* **Instructions for the task**
If a line in the records contains the string "repeat", show that line.

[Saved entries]
use crate::math::{Point, Real};

/// A coarse volume enclosing a collidable, used to skip exact tests.
///
/// The compound hierarchy and the collidables only rely on these operations, so any volume
/// implementing them can be stored in their trees.
pub trait BoundingVolume {
    /// A point inside of this volume, ideally its center.
    fn center(&self) -> Point;

    /// Do both volumes overlap?
    fn intersects(&self, other: &Self) -> bool;

    /// Is `other` fully inside of this volume?
    fn contains(&self, other: &Self) -> bool;

    /// Grows this volume so it also encloses `other`.
    fn merge(&mut self, other: &Self);

    /// The smallest volume of this kind enclosing both volumes.
    fn merged(&self, other: &Self) -> Self;

    /// Pushes every face of this volume outward by `amount`.
    fn loosen(&mut self, amount: Real);

    /// A copy of this volume with every face pushed outward by `amount`.
    fn loosened(&self, amount: Real) -> Self;
}
//! Axis Aligned Bounding Box.

use crate::bounding_volume::BoundingVolume;
use crate::math::{Point, Real, RigidTransform, Vector, DIM};

/// An Axis-Aligned Bounding Box (AABB).
///
/// An AABB is the box with faces parallel to the world axes enclosing a shape. It is the
/// bounding volume stored by every collidable and by the nodes of the [`Bvh`](crate::partitioning::Bvh).
///
/// # Invariant
///
/// A valid AABB has `mins <= maxs` on every axis. The value returned by
/// [`Aabb::new_invalid`] breaks this invariant on purpose: merging anything into it yields
/// that other volume.
#[derive(Debug, PartialEq, Copy, Clone)]
#[cfg_attr(feature = "serde-serialize", derive(Serialize, Deserialize))]
pub struct Aabb {
    /// The corner with the smallest coordinates.
    pub mins: Point,
    /// The corner with the largest coordinates.
    pub maxs: Point,
}

impl Aabb {
    /// Creates a new AABB from its two corners.
    #[inline]
    pub fn new(mins: Point, maxs: Point) -> Aabb {
        Aabb { mins, maxs }
    }

    /// Creates an invalid AABB with `mins` components set to `Real::MAX` and `maxs`
    /// components set to `-Real::MAX`.
    ///
    /// This is useful as the neutral element of [`BoundingVolume::merge`].
    #[inline]
    pub fn new_invalid() -> Self {
        Self::new(
            Vector::repeat(Real::MAX).into(),
            Vector::repeat(-Real::MAX).into(),
        )
    }

    /// Creates a new AABB from its center and its half-extents.
    #[inline]
    pub fn from_half_extents(center: Point, half_extents: Vector) -> Self {
        Self::new(center - half_extents, center + half_extents)
    }

    /// Creates the smallest AABB enclosing the given points.
    ///
    /// Returns an invalid AABB if `pts` is empty.
    pub fn from_points<I>(pts: I) -> Self
    where
        I: IntoIterator<Item = Point>,
    {
        let mut result = Aabb::new_invalid();

        for pt in pts {
            result.take_point(pt);
        }

        result
    }

    /// The center of this AABB.
    #[inline]
    pub fn center(&self) -> Point {
        na::center(&self.mins, &self.maxs)
    }

    /// The half extents of this AABB.
    #[inline]
    pub fn half_extents(&self) -> Vector {
        (self.maxs - self.mins) * 0.5
    }

    /// The extents of this AABB.
    #[inline]
    pub fn extents(&self) -> Vector {
        self.maxs - self.mins
    }

    /// The volume of this AABB.
    #[inline]
    pub fn volume(&self) -> Real {
        let extents = self.extents();
        extents.x * extents.y * extents.z
    }

    /// Is this AABB valid, i.e., `mins <= maxs` on every axis?
    #[inline]
    pub fn is_valid(&self) -> bool {
        na::partial_le(&self.mins, &self.maxs)
    }

    /// Enlarges this AABB so it also contains the point `pt`.
    #[inline]
    pub fn take_point(&mut self, pt: Point) {
        self.mins = self.mins.inf(&pt);
        self.maxs = self.maxs.sup(&pt);
    }

    /// Computes the AABB bounding `self` transformed by `m`.
    #[inline]
    pub fn transform_by(&self, m: &RigidTransform) -> Self {
        let ls_center = self.center();
        let center = m.transform_point(&ls_center);
        let ws_half_extents = m.absolute_transform_vector(&self.half_extents());

        Aabb::from_half_extents(center, ws_half_extents)
    }

    /// Returns this AABB translated by `translation`.
    #[inline]
    pub fn translated(mut self, translation: &Vector) -> Self {
        self.mins += translation;
        self.maxs += translation;
        self
    }

    /// Expands this AABB in the direction of a displacement.
    ///
    /// Only the face the displacement points toward moves, independently on each axis: the
    /// result bounds the AABB at its current position and once moved by `displacement`.
    #[inline]
    pub fn swept(mut self, displacement: &Vector) -> Self {
        for i in 0..DIM {
            if displacement[i] > 0.0 {
                self.maxs[i] += displacement[i];
            } else {
                self.mins[i] += displacement[i];
            }
        }

        self
    }

    /// Does this AABB contain a point expressed in the same coordinate frame as `self`?
    #[inline]
    pub fn contains_local_point(&self, point: &Point) -> bool {
        for i in 0..DIM {
            if point[i] < self.mins[i] || point[i] > self.maxs[i] {
                return false;
            }
        }

        true
    }

    /// Computes the intersection of this AABB and another one.
    pub fn intersection(&self, other: &Aabb) -> Option<Aabb> {
        let result = Aabb {
            mins: self.mins.sup(&other.mins),
            maxs: self.maxs.inf(&other.maxs),
        };

        result.is_valid().then_some(result)
    }
}

impl BoundingVolume for Aabb {
    #[inline]
    fn center(&self) -> Point {
        self.center()
    }

    #[inline]
    fn intersects(&self, other: &Aabb) -> bool {
        na::partial_le(&self.mins, &other.maxs) && na::partial_ge(&self.maxs, &other.mins)
    }

    #[inline]
    fn contains(&self, other: &Aabb) -> bool {
        na::partial_le(&self.mins, &other.mins) && na::partial_ge(&self.maxs, &other.maxs)
    }

    #[inline]
    fn merge(&mut self, other: &Aabb) {
        self.mins = self.mins.inf(&other.mins);
        self.maxs = self.maxs.sup(&other.maxs);
    }

    #[inline]
    fn merged(&self, other: &Aabb) -> Aabb {
        Aabb {
            mins: self.mins.inf(&other.mins),
            maxs: self.maxs.sup(&other.maxs),
        }
    }

    #[inline]
    fn loosen(&mut self, amount: Real) {
        assert!(amount >= 0.0, "The loosening margin must be positive.");
        self.mins += Vector::repeat(-amount);
        self.maxs += Vector::repeat(amount);
    }

    #[inline]
    fn loosened(&self, amount: Real) -> Aabb {
        assert!(amount >= 0.0, "The loosening margin must be positive.");
        Aabb {
            mins: self.mins + Vector::repeat(-amount),
            maxs: self.maxs + Vector::repeat(amount),
        }
    }
}
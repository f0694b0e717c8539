//! Traits for support mapping based shapes.

use crate::math::{Point, RigidTransform, UnitVector, Vector};

/// Traits of convex shapes representable by a support mapping function.
pub trait SupportMap {
    /// Evaluates the support function of this shape.
    ///
    /// A support function is a function associating a vector to the shape point which maximizes
    /// their dot product. A zero `dir` yields an arbitrary point of the shape.
    fn local_support_point(&self, dir: &Vector) -> Point;

    /// Same as `self.local_support_point` except that `dir` is normalized.
    fn local_support_point_toward(&self, dir: &UnitVector) -> Point {
        self.local_support_point(dir.as_ref())
    }

    /// Evaluates the support function of this shape transformed by `transform`.
    fn support_point(&self, transform: &RigidTransform, dir: &Vector) -> Point {
        let local_dir = transform.inverse_transform_vector(dir);
        transform.transform_point(&self.local_support_point(&local_dir))
    }
}
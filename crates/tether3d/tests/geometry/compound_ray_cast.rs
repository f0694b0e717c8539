use std::sync::Arc;
use tether3d::collision::{Collidable, CompoundCollidable};
use tether3d::math::{Point, Real, RigidTransform, Rotation, Vector};
use tether3d::query::Ray;
use tether3d::shape::{CompoundShape, CompoundShapeEntry, SharedShape};
use tether3d::utils::Resources;

fn random_vector(rng: &mut oorandom::Rand32, extent: Real) -> Vector {
    Vector::new(
        (rng.rand_float() as Real * 2.0 - 1.0) * extent,
        (rng.rand_float() as Real * 2.0 - 1.0) * extent,
        (rng.rand_float() as Real * 2.0 - 1.0) * extent,
    )
}

fn random_compound(rng: &mut oorandom::Rand32) -> Arc<CompoundShape> {
    let entries = (0..24)
        .map(|i| {
            let shape = if i % 3 == 0 {
                SharedShape::ball(0.3 + rng.rand_float() as Real * 0.4)
            } else {
                SharedShape::cuboid(0.2, 0.4, 0.6)
            };
            CompoundShapeEntry::new(
                shape,
                RigidTransform::new(
                    random_vector(rng, 6.0),
                    Rotation::from_scaled_axis(random_vector(rng, 1.5)),
                ),
                1.0,
            )
        })
        .collect();
    Arc::new(CompoundShape::new(entries).unwrap())
}

#[test]
fn hierarchy_ray_casts_match_brute_force() {
    let mut rng = oorandom::Rand32::new(42);
    let resources = Resources::new();

    for _ in 0..10 {
        let mut compound = CompoundCollidable::new(random_compound(&mut rng));
        compound.update_bounding_box_for_transform(&RigidTransform::new(
            random_vector(&mut rng, 3.0),
            Rotation::from_scaled_axis(random_vector(&mut rng, 1.0)),
        ));

        for _ in 0..50 {
            let origin = Point::from(random_vector(&mut rng, 15.0));
            let target = Point::from(random_vector(&mut rng, 4.0));
            let ray = Ray::new(origin, target - origin);
            let max_t = 0.5 + rng.rand_float() as Real;

            let expected = compound
                .children()
                .iter()
                .filter_map(|child| child.collidable.cast_ray(&ray, max_t))
                .map(|hit| hit.t)
                .fold(None, |best: Option<Real>, t| Some(best.map_or(t, |b| b.min(t))));
            let hit = compound.ray_cast(&ray, max_t, &resources);

            match (hit, expected) {
                (Some(hit), Some(t)) => {
                    approx::assert_relative_eq!(hit.hit.t, t, epsilon = 1.0e-5);
                    let child = hit.child.unwrap();
                    let direct = compound.children()[child].collidable.cast_ray(&ray, max_t);
                    approx::assert_relative_eq!(direct.unwrap().t, t, epsilon = 1.0e-5);
                }
                (None, None) => {}
                (hit, expected) => panic!("hierarchy found {hit:?}, brute force found {expected:?}"),
            }
        }
    }

    // The candidate list went back to the pool after each query.
    assert_eq!(resources.available_candidate_lists(), 1);
}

* **Task output**
            Vector::repeat(Real::MAX).into(),
            Vector::repeat(-Real::MAX).into(),
        self.mins += Vector::repeat(-amount);
        self.maxs += Vector::repeat(amount);
            mins: self.mins + Vector::repeat(-amount),
            maxs: self.maxs + Vector::repeat(amount),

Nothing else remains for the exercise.